1.Que debemos condenar y condenamos a Inocencio, como autor responsable de un delito de lesiones del art 147-2 del CP, con la concurrencia de circunstancias modificativas de la responsabilidad, agravada de reincidencia, a la pena de Multa de 3 meses, con una cuota diaria de 5 euros, con responsabilidad personal subsidiaria en caso de impago del art. 53 del CP, más el pago de una cuarta parte del importe de las costas del proceso.

Además, a tenor de lo previsto en los arts. 48 y 57CP se prohíbe al condenado acercarse a Blanca, a su domicilio, lugar de trabajo o adonde quiera que está se encuentre a una distancia no inferior a 500 metros, así como también se le prohíbe comunicarse con ella de palabra, escrito o de cualquier forma, por sí o a través de terceras personas, durante el plazo de 6 meses.

Y a que indemnice a Blanca en la cantidad de 250 euros por los siete días empleados en su curación. Cantidad que devengarán el interés legal del artículo 576 de la LEC , desde la fecha de esta resolución hasta el completo pago.

2.- Que debemos absolver y absolvemos a Inocencio de los delitos de agresión sexual con acceso carnal ( art. 179 CP), del delito de hurto ( art.234.2CP) y del delito de daños ( art. 263 CP), de los que venía siendo acusado ( por la acusación particular),con toda clase de pronunciamientos favorables.

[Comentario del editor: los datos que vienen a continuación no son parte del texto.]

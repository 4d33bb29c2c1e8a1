//! Saving and loading trained autoencoders.
//!
//! # Checkpoint format
//!
//! A checkpoint is a single JSON document:
//!
//! ```text
//! {
//!   "magic": "dae-checkpoint",
//!   "version": 1,
//!   "input_neuron_num": N,
//!   "middle_neuron_num": M,
//!   "middle": [NeuronState; M],   // each with N weights
//!   "output": [NeuronState; N]    // each with M weights
//! }
//! ```
//!
//! Every neuron stores its weights, both Adam moments, the iteration count,
//! bias, activation and dropout rate, so training can resume exactly where it
//! stopped. Hyperparameters and the RNG seed are not stored; they come from
//! the [`Config`] passed to [`load_model`].
//!
//! # Example
//!
//! ```rust
//! use dae::{Config, DenoisingAutoencoder};
//! use dae::modelio::{save_model, load_model};
//!
//! let dir = tempfile::tempdir()?;
//! let path = dir.path().join("model.json");
//!
//! let ae = DenoisingAutoencoder::new(6, 0.5)?;
//! save_model(&path, &ae)?;
//!
//! let restored = load_model(&path, Config::default())?;
//! assert_eq!(restored.current_middle_neuron_num(), 3);
//! # Ok::<(), Box<dyn std::error::Error>>(())
//! ```

use std::fs::File;
use std::io::{BufReader, BufWriter, Write};
use std::path::Path;

use serde::{Deserialize, Serialize};
use tracing::debug;

use crate::autoencoder::DenoisingAutoencoder;
use crate::error::{Error, Result};
use crate::neuron::{Neuron, NeuronState};
use crate::Config;

/// Identifies a checkpoint file.
pub const CHECKPOINT_MAGIC: &str = "dae-checkpoint";

/// Current checkpoint layout.
pub const CHECKPOINT_VERSION: u32 = 1;

/// Serializable snapshot of both layers.
#[derive(Debug, Clone, PartialEq, Serialize, Deserialize)]
pub struct Checkpoint {
    pub magic: String,
    pub version: u32,
    pub input_neuron_num: usize,
    pub middle_neuron_num: usize,
    pub middle: Vec<NeuronState>,
    pub output: Vec<NeuronState>,
}

impl Checkpoint {
    /// Captures the parameters of every neuron.
    #[must_use]
    pub fn capture(ae: &DenoisingAutoencoder) -> Self {
        Self {
            magic: CHECKPOINT_MAGIC.to_owned(),
            version: CHECKPOINT_VERSION,
            input_neuron_num: ae.input_neuron_num(),
            middle_neuron_num: ae.current_middle_neuron_num(),
            middle: ae.middle_neurons().iter().map(Neuron::state).collect(),
            output: ae.output_neurons().iter().map(Neuron::state).collect(),
        }
    }

    /// Rebuilds the autoencoder described by this checkpoint.
    ///
    /// # Errors
    ///
    /// Returns [`Error::CorruptCheckpoint`] if the header is unknown or the
    /// recorded widths disagree with the stored neurons.
    pub fn restore(self, config: Config) -> Result<DenoisingAutoencoder> {
        if self.magic != CHECKPOINT_MAGIC {
            return Err(Error::CorruptCheckpoint(format!("invalid magic {:?}", self.magic)));
        }
        if self.version != CHECKPOINT_VERSION {
            return Err(Error::CorruptCheckpoint(format!(
                "unsupported version {}",
                self.version
            )));
        }
        if self.middle.len() != self.middle_neuron_num || self.output.len() != self.input_neuron_num {
            return Err(Error::CorruptCheckpoint(format!(
                "header declares {}x{} neurons, found {}x{}",
                self.middle_neuron_num,
                self.input_neuron_num,
                self.middle.len(),
                self.output.len()
            )));
        }

        let adam = config.adam;
        let middle = self
            .middle
            .into_iter()
            .map(|state| Neuron::from_state(state, adam))
            .collect::<Result<Vec<_>>>()?;
        let output = self
            .output
            .into_iter()
            .map(|state| Neuron::from_state(state, adam))
            .collect::<Result<Vec<_>>>()?;

        DenoisingAutoencoder::from_parts(config, middle, output)
    }
}

/// Writes a checkpoint of `ae` to `path`.
///
/// # Errors
///
/// Returns an error if the file cannot be created or written.
pub fn save_model(path: impl AsRef<Path>, ae: &DenoisingAutoencoder) -> Result<()> {
    let path = path.as_ref();
    let mut file = BufWriter::new(File::create(path)?);
    serde_json::to_writer(&mut file, &Checkpoint::capture(ae))?;
    file.flush()?;

    debug!(path = %path.display(), "checkpoint saved");
    Ok(())
}

/// Reads a checkpoint from `path` and rebuilds the autoencoder with `config`.
///
/// # Errors
///
/// Returns an error if the file cannot be read, is not valid JSON, or
/// describes an inconsistent network.
pub fn load_model(path: impl AsRef<Path>, config: Config) -> Result<DenoisingAutoencoder> {
    let path = path.as_ref();
    let file = BufReader::new(File::open(path)?);
    let checkpoint: Checkpoint = serde_json::from_reader(file)?;

    debug!(path = %path.display(), "checkpoint loaded");
    checkpoint.restore(config)
}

MODO DE IMPUGNACIÓN.- Notifíquese esta resolución a las partes haciéndoles saber que contra la misma, conforme al art. 846 ter de la Ley de Enjuiciamiento Criminal, cabe interponer recurso de APELACIÓN ante la Sala de lo Civil y Penal del Tribunal Superior de Justicia de Canarias, en el plazo de diez días a partir de la notificación, por medio de escrito que se presentará ante este tribunal.

Así por esta sentencia, de la que se unirá certificación literal al Rollo, lo pronunciamos, mandamos y firmamos.